The directory .git has special meaning; it’s the directory where Git keeps all its metadata and commits. You can look in there, but you don’t have to. If you do look, don’t change anything. The only thing that makes a directory a Git repo is the presence of a valid .git directory within it.

Let’s ask Git what it things the current status of the local repo is:

$ git status

Gives us:

On branch main
Your branch is up to date with 'origin/main'.

nothing to commit, working tree clean

There’s a lot of information here, surprisingly.

We haven’t talked about branching yet, but this is letting us know we’re on branch main.
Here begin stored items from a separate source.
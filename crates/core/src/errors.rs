use thiserror::Error;

/// Unified error type for the entire crypto-tracker-core library.
/// Every public fallible function returns `Result<T, CoreError>`.
#[derive(Debug, Error)]
pub enum CoreError {
    // ── Business Logic ──────────────────────────────────────────────
    #[error("Validation failed: {0}")]
    Validation(String),

    #[error("Not found: {0}")]
    NotFound(String),

    // ── API / Network ───────────────────────────────────────────────
    #[error("API error ({provider}): {message}")]
    Api {
        provider: String,
        message: String,
    },

    #[error("Network error: {0}")]
    Network(String),

    // ── Storage ─────────────────────────────────────────────────────
    #[error("Storage error: {0}")]
    Storage(String),

    #[error("Serialization error: {0}")]
    Serialization(String),

    #[error("Deserialization error: {0}")]
    Deserialization(String),
}

impl CoreError {
    /// `true` for errors caused by the market feed (network or API),
    /// i.e. the transient class that leaves the previous snapshot intact.
    #[must_use]
    pub fn is_fetch_error(&self) -> bool {
        matches!(self, CoreError::Network(_) | CoreError::Api { .. })
    }
}

// ── Conversion helpers (From impls) ─────────────────────────────────

impl From<std::io::Error> for CoreError {
    fn from(e: std::io::Error) -> Self {
        CoreError::Storage(e.to_string())
    }
}

impl From<serde_json::Error> for CoreError {
    fn from(e: serde_json::Error) -> Self {
        CoreError::Deserialization(e.to_string())
    }
}

impl From<reqwest::Error> for CoreError {
    fn from(e: reqwest::Error) -> Self {
        // Sanitize error message: strip query parameters from URLs so that
        // request details never leak into user-facing notifications.
        let msg = e.to_string();
        let sanitized = if let Some(idx) = msg.find('?') {
            format!("{}?<query redacted>", &msg[..idx])
        } else {
            msg
        };
        CoreError::Network(sanitized)
    }
}
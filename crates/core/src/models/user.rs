use chrono::{DateTime, Utc};
use serde::{Deserialize, Serialize};

/// A client-only mock account record. Carries no credentials and no
/// security guarantees; its only job is to yield a stable identifier
/// that namespaces the user's persisted state.
#[derive(Debug, Clone, PartialEq, Serialize, Deserialize)]
pub struct User {
    /// Stable identifier used as the storage namespace
    pub id: String,

    pub email: String,

    pub display_name: String,

    pub created_at: DateTime<Utc>,
}

impl User {
    #[must_use]
    pub fn new(email: impl Into<String>, display_name: impl Into<String>) -> Self {
        Self {
            id: uuid::Uuid::new_v4().to_string(),
            email: email.into(),
            display_name: display_name.into(),
            created_at: Utc::now(),
        }
    }
}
That’s fine for now.

It also tells us this branch is up to date with a branch called origin/main. A branch in Git is just a reference to a certain commit that’s been made, like a PostIt note attached to that commit. (Recall that a commit is a snapshot of the code repo at some time.)
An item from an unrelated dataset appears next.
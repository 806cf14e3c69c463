pub mod file_store;
pub mod keys;
pub mod kv;
pub mod memory_store;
We don’t want to get caught up in the intricacies of branching right now, but bear with me for a couple paragraphs.

origin is an alias for the remote repository that we originally cloned from, so origin/main is “branch main on the repo you originally cloned from”.

There is one important thing to notice here: there are two main branches. There’s the main branch on your local repo, and there’s a corresponding main branch on the remote (origin) repo.
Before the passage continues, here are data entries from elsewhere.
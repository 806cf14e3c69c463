use std::sync::Arc;

use crate::errors::CoreError;
use crate::models::user::User;
use crate::storage::keys;
use crate::storage::kv::KeyValueStore;

/// Mock identity provider. Accounts are client-only records with no
/// credential storage and no security guarantees — "signing in" simply
/// mints a stable user id that namespaces persisted state.
pub struct AuthService {
    store: Arc<dyn KeyValueStore>,
}

impl AuthService {
    #[must_use]
    pub fn new(store: Arc<dyn KeyValueStore>) -> Self {
        Self { store }
    }

    /// Create a mock account and sign it in.
    pub fn sign_up(
        &self,
        email: &str,
        password: &str,
        display_name: &str,
    ) -> Result<User, CoreError> {
        Self::validate_credentials(email, password)?;
        if display_name.trim().len() < 2 {
            return Err(CoreError::Validation(
                "Display name must be at least 2 characters".into(),
            ));
        }

        let user = User::new(email, display_name.trim());
        self.persist(&user)?;
        Ok(user)
    }

    /// Sign in as a mock account. No password check beyond format
    /// validation — there is no stored credential to verify against.
    pub fn sign_in(&self, email: &str, password: &str) -> Result<User, CoreError> {
        Self::validate_credentials(email, password)?;

        let display_name = email.split('@').next().unwrap_or(email);
        let user = User::new(email, display_name);
        self.persist(&user)?;
        Ok(user)
    }

    /// The currently signed-in user, if any. A corrupt stored record
    /// reads as signed-out.
    pub fn current_user(&self) -> Result<Option<User>, CoreError> {
        match self.store.get(keys::AUTH_NAMESPACE, keys::USER_KEY)? {
            Some(raw) => Ok(serde_json::from_str(&raw).ok()),
            None => Ok(None),
        }
    }

    /// Sign out: remove the account record and clear the user's watchlist
    /// and portfolio. Alerts are left in place and reappear on the next
    /// sign-in under the same namespace.
    pub fn sign_out(&self) -> Result<(), CoreError> {
        if let Some(user) = self.current_user()? {
            let namespace = keys::user_namespace(&user.id);
            self.store.remove(&namespace, keys::WATCHLIST_KEY)?;
            self.store.remove(&namespace, keys::PORTFOLIO_KEY)?;
        }
        self.store.remove(keys::AUTH_NAMESPACE, keys::USER_KEY)
    }

    fn validate_credentials(email: &str, password: &str) -> Result<(), CoreError> {
        if !email.contains('@') {
            return Err(CoreError::Validation(
                "Please enter a valid email address".into(),
            ));
        }
        if password.len() < 6 {
            return Err(CoreError::Validation(
                "Password must be at least 6 characters".into(),
            ));
        }
        Ok(())
    }

    fn persist(&self, user: &User) -> Result<(), CoreError> {
        let raw = serde_json::to_string(user)
            .map_err(|e| CoreError::Serialization(e.to_string()))?;
        self.store.set(keys::AUTH_NAMESPACE, keys::USER_KEY, &raw)
    }
}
Remember how clones are separate? That is, changes you make on one clone aren’t automatically visible on the other? This is an indication of that. You can make changes your your local main branch, and these won’t affect the remotes origin/main branch. (At least, not until you push those changes!)

Lastly, it mentions we’re up-to-date with the latest version of origin/main (that we know of), and that there’s nothing to commit because there are no local changes. We’re not sure what that means yet, but it all sounds like vaguely good news.

2.7.3 Step 2: Make Some Local Changes

Let’s edit a file and make some changes to it.

Again, don’t worry about messing up the remote repo—you don’t have permissions to do that. Your safety is completely assured from a Git perspective.

If you’re using VS Code, you can run it in the current directory like so:

$ code .

Otherwise, open the code in your favorite editor, which, admit it, is Vim7.

Let’s change hello.py:

It was:

#!/usr/bin/env python

print("Hello, world!")

but let’s add a line so it reads:

#!/usr/bin/env python

print("Hello, world!")
print("Hello, again!")

And save that file.

Let’s ask Git what the status is now.

$ git status

On branch main
Your branch is up to date with 'origin/main'.

Changes not staged for commit:
  (use "git add <file>..." to update what will be committed)
  (use "git restore <file>..." to discard changes in working directory)
    modified:   hello.py

no changes added to commit (use "git add" and/or "git commit -a")

This is telling us a couple important things.

First, Git has detected that we modified a file, namely hello.py, which we did.

But it also says there are no changes added to commit (i.e. “there is nothing to make a commit with”). What does that mean?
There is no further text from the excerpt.